YOUR ASSIGNMENT :: Copy out each line of the listing that has the word "another" in it.

------------------------------

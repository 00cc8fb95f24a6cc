//! Loopback driver playing the shell's side of a session
//!
//! Each line read from standard input is sent to the controller as one
//! protocol message, and every message the controller sends back is printed.
//! Lines starting with `!remote ` are added to the history by a second,
//! simulated session so remote entry forwarding can be observed.

use anyhow::{Context, Result};
use colored::Colorize;
use std::time::Duration;
use tokio::io::{AsyncBufReadExt, BufReader};
use tracing::{debug, info, warn};

use crate::channel::{Channel, ChannelError, MAX_MESSAGE_BYTES, Message, Signals};
use crate::config::Config;
use crate::history::SharedHistory;
use crate::protocol::{self, parse_history};
use crate::waiter::AsyncWaiter;

use super::shell_controller::{HandleSlot, ShellController};

const REMOTE_PREFIX: &str = "!remote ";
const CLOSE_TIMEOUT: Duration = Duration::from_secs(2);
const DRAIN_GRACE: Duration = Duration::from_millis(50);

/// Run one session whose shell is the terminal. Must be called within a `LocalSet`.
pub async fn run_loopback(config: &Config) -> Result<()> {
    let history = SharedHistory::from_config(&config.history)?;
    let controller = ShellController::new(&history, AsyncWaiter::new(), &config.shell_path);
    info!("Shell command line: {:?}", controller.shell_command());

    let shell = controller
        .startup_handles()
        .into_iter()
        .find(|handle| handle.slot == HandleSlot::User1)
        .map(|handle| handle.channel)
        .context("Failed to create the shell channel")?;
    controller.start();

    // Stands in for another terminal sharing the same history.
    let peer = history.register_client(|entry| {
        debug!("Peer session received {:?}", String::from_utf8_lossy(entry));
    });

    print_banner();

    let watcher = shell.watcher();
    let mut lines = BufReader::new(tokio::io::stdin()).lines();
    loop {
        tokio::select! {
            line = lines.next_line() => {
                let Some(line) = line.context("Failed to read from stdin")? else {
                    // Let the controller answer what was already sent.
                    tokio::time::sleep(DRAIN_GRACE).await;
                    drain_responses(&shell);
                    break;
                };
                if let Some(entry) = line.strip_prefix(REMOTE_PREFIX) {
                    peer.add_entry(entry);
                } else if let Err(e) = shell.write(line.as_bytes(), Vec::new()) {
                    warn!("Failed to send {:?} to the controller: {}", line, e);
                    break;
                }
            }
            _ = watcher.wait_for(Signals::READABLE | Signals::PEER_CLOSED) => {
                if !drain_responses(&shell) {
                    break;
                }
            }
        }
    }

    drop(shell);
    if tokio::time::timeout(CLOSE_TIMEOUT, controller.closed())
        .await
        .is_err()
    {
        warn!("Controller did not observe the shell closing, terminating");
        controller.terminate();
    }

    let stats = controller.stats();
    println!();
    println!("{}", "Session summary".bold());
    println!("   Commands processed: {}", stats.commands_processed);
    println!("   History responses:  {}", stats.history_responses_sent);
    println!("   Local entries:      {}", stats.local_entries_added);
    println!("   Remote forwarded:   {}", stats.remote_entries_forwarded);
    println!("   Remote dropped:     {}", stats.remote_entries_dropped);
    println!("   History size:       {}", history.len());
    Ok(())
}

/// Print every queued response; false once the controller end is gone
fn drain_responses(shell: &Channel) -> bool {
    loop {
        match shell.read(MAX_MESSAGE_BYTES) {
            Ok(message) => print_response(&message),
            Err(ChannelError::ShouldWait) => return true,
            Err(ChannelError::PeerClosed) => {
                info!("Controller closed the channel");
                return false;
            }
            Err(e) => {
                warn!("Failed to read a controller response: {}", e);
                return true;
            }
        }
    }
}

fn print_response(message: &Message) {
    if message.bytes.is_empty() {
        for region in &message.handles {
            let entries = parse_history(&region.read_all());
            println!("{} ({} entries)", "history".green().bold(), entries.len());
            for (index, entry) in entries.iter().enumerate() {
                println!("   {:>4}  {}", index + 1, String::from_utf8_lossy(entry));
            }
        }
    } else if let Some(entry) = protocol::parse_remote_entry(&message.bytes) {
        println!("{} {}", "remote".cyan().bold(), String::from_utf8_lossy(entry));
    } else {
        println!(
            "{} {}",
            "unknown".yellow().bold(),
            String::from_utf8_lossy(&message.bytes)
        );
    }
}

fn print_banner() {
    println!("{}", "Loopback shell session".bold());
    println!("   get_history              - Request the shared history");
    println!("   add_local_entry:<text>   - Record an entry from this shell");
    println!("   !remote <text>           - Record an entry from another session");
    println!("   Ctrl-D                   - Close the shell side");
    println!();
}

------------------------------

WRITTEN RESPONSE ::
    // Stands in for another terminal sharing the same history.
    println!("   !remote <text>           - Record an entry from another session");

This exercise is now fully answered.